WHAT YOU NEED TO DO → Your job is to write out each record precisely as it stands.

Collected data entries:
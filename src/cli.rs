//! `fv` subcommands (spec §6 "Internal interfaces"): task submission and the
//! read-side queries a caller polls against while the daemon's task runner
//! and batch processor do the actual work in the background.

use clap::{Parser, Subcommand, ValueEnum};
use fv_core::error::CoreError;
use fv_core::model::{TaskStatus, TaskType};
use fv_storage::Storage;
use serde::Serialize;

#[derive(Parser)]
#[command(name = "fv", version, about = "fleetvisor control-plane CLI")]
pub struct Cli {
    #[command(subcommand)]
    pub command: Command,
}

#[derive(Subcommand)]
pub enum Command {
    /// Run the daemon: task runner loop, batch processor, transport sweeper.
    Serve,
    /// Submit an instance action task (spec §6 `InstanceAction`).
    Action {
        user_id: String,
        instance_id: String,
        #[arg(value_enum)]
        verb: ActionVerb,
    },
    /// Submit a password reset task (spec §6 `ResetInstancePassword`, step 1 of 2).
    ResetPassword { user_id: String, instance_id: String },
    /// Poll a submitted task by id.
    Task { task_id: String },
    /// Fetch an instance's current row.
    Instance { instance_id: String },
    /// `GetInstanceNewPassword` (spec §6): poll a reset-password task, returning
    /// the new password only once that specific task has completed.
    NewPassword { instance_id: String, task_id: String },
}

#[derive(Clone, Copy, ValueEnum)]
pub enum ActionVerb {
    Start,
    Stop,
    Restart,
    Reset,
    Delete,
}

impl From<ActionVerb> for TaskType {
    fn from(verb: ActionVerb) -> Self {
        match verb {
            ActionVerb::Start => TaskType::Start,
            ActionVerb::Stop => TaskType::Stop,
            ActionVerb::Restart => TaskType::Restart,
            ActionVerb::Reset => TaskType::Reset,
            ActionVerb::Delete => TaskType::Delete,
        }
    }
}

/// `GetInstanceNewPassword` (spec §6): only meaningful once the matching
/// `reset-password` task has completed; `instance.password` and
/// `task.completed_at` are the two halves of `(password, reset_unix_time)`.
#[derive(Serialize)]
struct NewPassword {
    password: Option<String>,
    reset_unix_time: Option<i64>,
}

pub async fn submit_action<S: Storage>(
    storage: &S,
    user_id: &str,
    instance_id: &str,
    verb: ActionVerb,
) -> Result<(), CoreError> {
    let task = fv_lifecycle::submit_task(
        storage,
        user_id,
        None,
        Some(instance_id),
        verb.into(),
        serde_json::json!({}),
        1800,
        matches!(verb, ActionVerb::Delete),
    )
    .await?;
    print_json(&task);
    Ok(())
}

pub async fn submit_reset_password<S: Storage>(storage: &S, user_id: &str, instance_id: &str) -> Result<(), CoreError> {
    let task = fv_lifecycle::submit_task(
        storage,
        user_id,
        None,
        Some(instance_id),
        TaskType::ResetPassword,
        serde_json::json!({}),
        300,
        false,
    )
    .await?;
    print_json(&task);
    Ok(())
}

pub async fn show_task<S: Storage>(storage: &S, task_id: &str) -> Result<(), CoreError> {
    let task = storage.get_task(task_id).await?;
    print_json(&task);
    Ok(())
}

pub async fn show_instance<S: Storage>(storage: &S, instance_id: &str) -> Result<(), CoreError> {
    let instance = storage.get_instance(instance_id).await?;
    print_json(&instance);
    Ok(())
}

/// Returns `(password, reset_unix_time)` only for the matching completed
/// `reset-password` task (spec §6); any other task id, type or status yields
/// `Conflict` so a caller can't be handed a stale or unrelated password.
pub async fn show_new_password<S: Storage>(storage: &S, instance_id: &str, task_id: &str) -> Result<(), CoreError> {
    let task = storage.get_task(task_id).await?;
    if task.instance_id.as_deref() != Some(instance_id) || task.task_type != TaskType::ResetPassword {
        return Err(CoreError::ValidationFailed {
            reason: format!("task {task_id} is not a reset-password task for instance {instance_id}"),
        });
    }
    if task.status != TaskStatus::Completed {
        return Err(CoreError::Conflict { reason: format!("task {task_id} has not completed (status={:?})", task.status) });
    }
    let instance = storage.get_instance(instance_id).await?;
    print_json(&NewPassword {
        password: instance.password,
        reset_unix_time: task.completed_at.map(|ts| ts.timestamp()),
    });
    Ok(())
}

fn print_json<T: Serialize>(value: &T) {
    match serde_json::to_string_pretty(value) {
        Ok(rendered) => println!("{rendered}"),
        Err(err) => eprintln!("failed to render output as JSON: {err}"),
    }
}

FINAL ANSWER →
filename src/cli.rs
//! `fv` subcommands (spec §6 "Internal interfaces"): task submission and the
//! read-side queries a caller polls against while the daemon's task runner
//! and batch processor do the actual work in the background.

use clap::{Parser, Subcommand, ValueEnum};
use fv_core::error::CoreError;
use fv_core::model::{TaskStatus, TaskType};
use fv_storage::Storage;
use serde::Serialize;

#[derive(Parser)]
#[command(name = "fv", version, about = "fleetvisor control-plane CLI")]
pub struct Cli {
    #[command(subcommand)]
    pub command: Command,
}

#[derive(Subcommand)]
pub enum Command {
    /// Run the daemon: task runner loop, batch processor, transport sweeper.
    Serve,
    /// Submit an instance action task (spec §6 `InstanceAction`).
    Action {
        user_id: String,
        instance_id: String,
        #[arg(value_enum)]
        verb: ActionVerb,
    },
    /// Submit a password reset task (spec §6 `ResetInstancePassword`, step 1 of 2).
    ResetPassword { user_id: String, instance_id: String },
    /// Poll a submitted task by id.
    Task { task_id: String },
    /// Fetch an instance's current row.
    Instance { instance_id: String },
    /// `GetInstanceNewPassword` (spec §6): poll a reset-password task, returning
    /// the new password only once that specific task has completed.
    NewPassword { instance_id: String, task_id: String },
}

#[derive(Clone, Copy, ValueEnum)]
pub enum ActionVerb {
    Start,
    Stop,
    Restart,
    Reset,
    Delete,
}

impl From<ActionVerb> for TaskType {
    fn from(verb: ActionVerb) -> Self {
        match verb {
            ActionVerb::Start => TaskType::Start,
            ActionVerb::Stop => TaskType::Stop,
            ActionVerb::Restart => TaskType::Restart,
            ActionVerb::Reset => TaskType::Reset,
            ActionVerb::Delete => TaskType::Delete,
        }
    }
}

/// `GetInstanceNewPassword` (spec §6): only meaningful once the matching
/// `reset-password` task has completed; `instance.password` and
/// `task.completed_at` are the two halves of `(password, reset_unix_time)`.
#[derive(Serialize)]
struct NewPassword {
    password: Option<String>,
    reset_unix_time: Option<i64>,
}

pub async fn submit_action<S: Storage>(
    storage: &S,
    user_id: &str,
    instance_id: &str,
    verb: ActionVerb,
) -> Result<(), CoreError> {
    let task = fv_lifecycle::submit_task(
        storage,
        user_id,
        None,
        Some(instance_id),
        verb.into(),
        serde_json::json!({}),
        1800,
        matches!(verb, ActionVerb::Delete),
    )
    .await?;
    print_json(&task);
    Ok(())
}

pub async fn submit_reset_password<S: Storage>(storage: &S, user_id: &str, instance_id: &str) -> Result<(), CoreError> {
    let task = fv_lifecycle::submit_task(
        storage,
        user_id,
        None,
        Some(instance_id),
        TaskType::ResetPassword,
        serde_json::json!({}),
        300,
        false,
    )
    .await?;
    print_json(&task);
    Ok(())
}

pub async fn show_task<S: Storage>(storage: &S, task_id: &str) -> Result<(), CoreError> {
    let task = storage.get_task(task_id).await?;
    print_json(&task);
    Ok(())
}

pub async fn show_instance<S: Storage>(storage: &S, instance_id: &str) -> Result<(), CoreError> {
    let instance = storage.get_instance(instance_id).await?;
    print_json(&instance);
    Ok(())
}

/// Returns `(password, reset_unix_time)` only for the matching completed
/// `reset-password` task (spec §6); any other task id, type or status yields
/// `Conflict` so a caller can't be handed a stale or unrelated password.
pub async fn show_new_password<S: Storage>(storage: &S, instance_id: &str, task_id: &str) -> Result<(), CoreError> {
    let task = storage.get_task(task_id).await?;
    if task.instance_id.as_deref() != Some(instance_id) || task.task_type != TaskType::ResetPassword {
        return Err(CoreError::ValidationFailed {
            reason: format!("task {task_id} is not a reset-password task for instance {instance_id}"),
        });
    }
    if task.status != TaskStatus::Completed {
        return Err(CoreError::Conflict { reason: format!("task {task_id} has not completed (status={:?})", task.status) });
    }
    let instance = storage.get_instance(instance_id).await?;
    print_json(&NewPassword {
        password: instance.password,
        reset_unix_time: task.completed_at.map(|ts| ts.timestamp()),
    });
    Ok(())
}

fn print_json<T: Serialize>(value: &T) {
    match serde_json::to_string_pretty(value) {
        Ok(rendered) => println!("{rendered}"),
        Err(err) => eprintln!("failed to render output as JSON: {err}"),
    }
}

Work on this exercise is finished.